- _EXERCISE DETAILS_: Print each record below word for word.

*** RECORDS FOR PROCESSING ***

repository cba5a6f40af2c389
mod central_panel;
mod tools_panel;

pub use central_panel::central_panel;
pub use tools_panel::tools_panel;
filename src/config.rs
//! Editor configuration.
//!
//! All tuning constants of the editor live here and are handed to
//! [`EditorContext::new`](crate::state::EditorContext::new) at startup.
//! Nothing reads them from ambient scope.
//!
//! # Example JSON
//! ```json
//! {
//!   "radius": 70.0,
//!   "move_dist": 40.0,
//!   "scale_increment": 10.0,
//!   "default_color": "#FF0000",
//!   "selection_color": "#0DFF00"
//! }
//! ```
//! Missing fields fall back to their defaults.

use std::path::Path;

use log::{debug, info, warn};
use serde::{Deserialize, Serialize};

use crate::color::ShapeColor;
use crate::error::{EditorError, EditorResult};
use crate::shape::MIN_SHAPE_SIZE;

/// Environment variable naming a JSON config file
pub const CONFIG_ENV_VAR: &str = "SHAPE_EDITOR_CONFIG";

pub const RADIUS: f64 = 70.0;
pub const MOVE_DIST: f64 = 40.0;
pub const SCALE_INCREMENT: f64 = 10.0;
pub const SECTION_OFFSET: f64 = 50.0;
pub const ELLIPSE_SPREAD: f64 = 20.0;
pub const SECTION_SCALE_FACTOR: f64 = 1.5;
pub const STROKE_WIDTH: f32 = 5.0;

#[derive(Debug, Clone, PartialEq, Serialize, Deserialize)]
#[serde(default)]
pub struct EditorConfig {
    /// Radius of a freshly created circle
    pub radius: f64,
    /// Distance covered by one arrow key press
    pub move_dist: f64,
    /// Radius change applied by one grow/shrink key press
    pub scale_increment: f64,
    /// Offset of a new section's endpoints from the click, on both axes
    pub section_offset: f64,
    /// A new ellipse gets radii `radius + spread` and `radius - spread`
    pub ellipse_spread: f64,
    /// Multiplicative factor used when resizing a section
    pub section_scale_factor: f64,
    pub stroke_width: f32,
    pub default_color: ShapeColor,
    pub selection_color: ShapeColor,
}

impl Default for EditorConfig {
    fn default() -> Self {
        Self {
            radius: RADIUS,
            move_dist: MOVE_DIST,
            scale_increment: SCALE_INCREMENT,
            section_offset: SECTION_OFFSET,
            ellipse_spread: ELLIPSE_SPREAD,
            section_scale_factor: SECTION_SCALE_FACTOR,
            stroke_width: STROKE_WIDTH,
            default_color: ShapeColor::RED,
            selection_color: ShapeColor::LIME,
        }
    }
}

impl EditorConfig {
    /// Parses and validates a JSON configuration
    pub fn from_json_str(json: &str) -> EditorResult<Self> {
        let config: Self = serde_json::from_str(json)?;
        config.validate()?;
        Ok(config)
    }

    /// Reads, parses and validates a JSON configuration file
    pub fn load(path: impl AsRef<Path>) -> EditorResult<Self> {
        let path = path.as_ref();
        debug!("Loading editor config from {}", path.display());

        let json = std::fs::read_to_string(path)?;
        let config = Self::from_json_str(&json)?;

        info!("Loaded editor config from {}", path.display());
        Ok(config)
    }

    /// Loads the file named by `SHAPE_EDITOR_CONFIG`, falling back to the
    /// defaults when the variable is unset or the file is unusable
    pub fn from_env() -> Self {
        match std::env::var(CONFIG_ENV_VAR) {
            Ok(path) => Self::load(&path).unwrap_or_else(|err| {
                warn!("Ignoring config {path}: {err}");
                Self::default()
            }),
            Err(_) => {
                debug!("{CONFIG_ENV_VAR} not set, using default config");
                Self::default()
            }
        }
    }

    /// Checks that every value keeps the shape geometry consistent.
    pub fn validate(&self) -> EditorResult<()> {
        let positive = [
            ("radius", self.radius),
            ("move_dist", self.move_dist),
            ("scale_increment", self.scale_increment),
            ("section_offset", self.section_offset),
            ("stroke_width", f64::from(self.stroke_width)),
        ];
        for (name, value) in positive {
            if !value.is_finite() || value <= 0.0 {
                return Err(EditorError::InvalidConfig(format!(
                    "{name} must be a positive number, got {value}"
                )));
            }
        }

        if !self.section_scale_factor.is_finite() || self.section_scale_factor <= 1.0 {
            return Err(EditorError::InvalidConfig(format!(
                "section_scale_factor must be greater than 1, got {}",
                self.section_scale_factor
            )));
        }

        if !self.ellipse_spread.is_finite()
            || self.ellipse_spread < 0.0
            || self.radius - self.ellipse_spread < MIN_SHAPE_SIZE
        {
            return Err(EditorError::InvalidConfig(format!(
                "ellipse_spread {} leaves the minor radius of a new ellipse below {}",
                self.ellipse_spread, MIN_SHAPE_SIZE
            )));
        }

        if self.radius < MIN_SHAPE_SIZE {
            return Err(EditorError::InvalidConfig(format!(
                "radius {} is below the minimum shape size {}",
                self.radius, MIN_SHAPE_SIZE
            )));
        }

        Ok(())
    }
}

*** End of RECORDS FOR PROCESSING ***

- _ANSWER SECTION_:
repository cba5a6f40af2c389
mod central_panel;
mod tools_panel;

pub use central_panel::central_panel;
pub use tools_panel::tools_panel;
filename src/config.rs
//! Editor configuration.
//!
//! All tuning constants of the editor live here and are handed to
//! [`EditorContext::new`](crate::state::EditorContext::new) at startup.
//! Nothing reads them from ambient scope.
//!
//! # Example JSON
//! ```json
//! {
//!   "radius": 70.0,
//!   "move_dist": 40.0,
//!   "scale_increment": 10.0,
//!   "default_color": "#FF0000",
//!   "selection_color": "#0DFF00"
//! }
//! ```
//! Missing fields fall back to their defaults.

use std::path::Path;

use log::{debug, info, warn};
use serde::{Deserialize, Serialize};

use crate::color::ShapeColor;
use crate::error::{EditorError, EditorResult};
use crate::shape::MIN_SHAPE_SIZE;

/// Environment variable naming a JSON config file
pub const CONFIG_ENV_VAR: &str = "SHAPE_EDITOR_CONFIG";

pub const RADIUS: f64 = 70.0;
pub const MOVE_DIST: f64 = 40.0;
pub const SCALE_INCREMENT: f64 = 10.0;
pub const SECTION_OFFSET: f64 = 50.0;
pub const ELLIPSE_SPREAD: f64 = 20.0;
pub const SECTION_SCALE_FACTOR: f64 = 1.5;
pub const STROKE_WIDTH: f32 = 5.0;

#[derive(Debug, Clone, PartialEq, Serialize, Deserialize)]
#[serde(default)]
pub struct EditorConfig {
    /// Radius of a freshly created circle
    pub radius: f64,
    /// Distance covered by one arrow key press
    pub move_dist: f64,
    /// Radius change applied by one grow/shrink key press
    pub scale_increment: f64,
    /// Offset of a new section's endpoints from the click, on both axes
    pub section_offset: f64,
    /// A new ellipse gets radii `radius + spread` and `radius - spread`
    pub ellipse_spread: f64,
    /// Multiplicative factor used when resizing a section
    pub section_scale_factor: f64,
    pub stroke_width: f32,
    pub default_color: ShapeColor,
    pub selection_color: ShapeColor,
}

impl Default for EditorConfig {
    fn default() -> Self {
        Self {
            radius: RADIUS,
            move_dist: MOVE_DIST,
            scale_increment: SCALE_INCREMENT,
            section_offset: SECTION_OFFSET,
            ellipse_spread: ELLIPSE_SPREAD,
            section_scale_factor: SECTION_SCALE_FACTOR,
            stroke_width: STROKE_WIDTH,
            default_color: ShapeColor::RED,
            selection_color: ShapeColor::LIME,
        }
    }
}

impl EditorConfig {
    /// Parses and validates a JSON configuration
    pub fn from_json_str(json: &str) -> EditorResult<Self> {
        let config: Self = serde_json::from_str(json)?;
        config.validate()?;
        Ok(config)
    }

    /// Reads, parses and validates a JSON configuration file
    pub fn load(path: impl AsRef<Path>) -> EditorResult<Self> {
        let path = path.as_ref();
        debug!("Loading editor config from {}", path.display());

        let json = std::fs::read_to_string(path)?;
        let config = Self::from_json_str(&json)?;

        info!("Loaded editor config from {}", path.display());
        Ok(config)
    }

    /// Loads the file named by `SHAPE_EDITOR_CONFIG`, falling back to the
    /// defaults when the variable is unset or the file is unusable
    pub fn from_env() -> Self {
        match std::env::var(CONFIG_ENV_VAR) {
            Ok(path) => Self::load(&path).unwrap_or_else(|err| {
                warn!("Ignoring config {path}: {err}");
                Self::default()
            }),
            Err(_) => {
                debug!("{CONFIG_ENV_VAR} not set, using default config");
                Self::default()
            }
        }
    }

    /// Checks that every value keeps the shape geometry consistent.
    pub fn validate(&self) -> EditorResult<()> {
        let positive = [
            ("radius", self.radius),
            ("move_dist", self.move_dist),
            ("scale_increment", self.scale_increment),
            ("section_offset", self.section_offset),
            ("stroke_width", f64::from(self.stroke_width)),
        ];
        for (name, value) in positive {
            if !value.is_finite() || value <= 0.0 {
                return Err(EditorError::InvalidConfig(format!(
                    "{name} must be a positive number, got {value}"
                )));
            }
        }

        if !self.section_scale_factor.is_finite() || self.section_scale_factor <= 1.0 {
            return Err(EditorError::InvalidConfig(format!(
                "section_scale_factor must be greater than 1, got {}",
                self.section_scale_factor
            )));
        }

        if !self.ellipse_spread.is_finite()
            || self.ellipse_spread < 0.0
            || self.radius - self.ellipse_spread < MIN_SHAPE_SIZE
        {
            return Err(EditorError::InvalidConfig(format!(
                "ellipse_spread {} leaves the minor radius of a new ellipse below {}",
                self.ellipse_spread, MIN_SHAPE_SIZE
            )));
        }

        if self.radius < MIN_SHAPE_SIZE {
            return Err(EditorError::InvalidConfig(format!(
                "radius {} is below the minimum shape size {}",
                self.radius, MIN_SHAPE_SIZE
            )));
        }

        Ok(())
    }
}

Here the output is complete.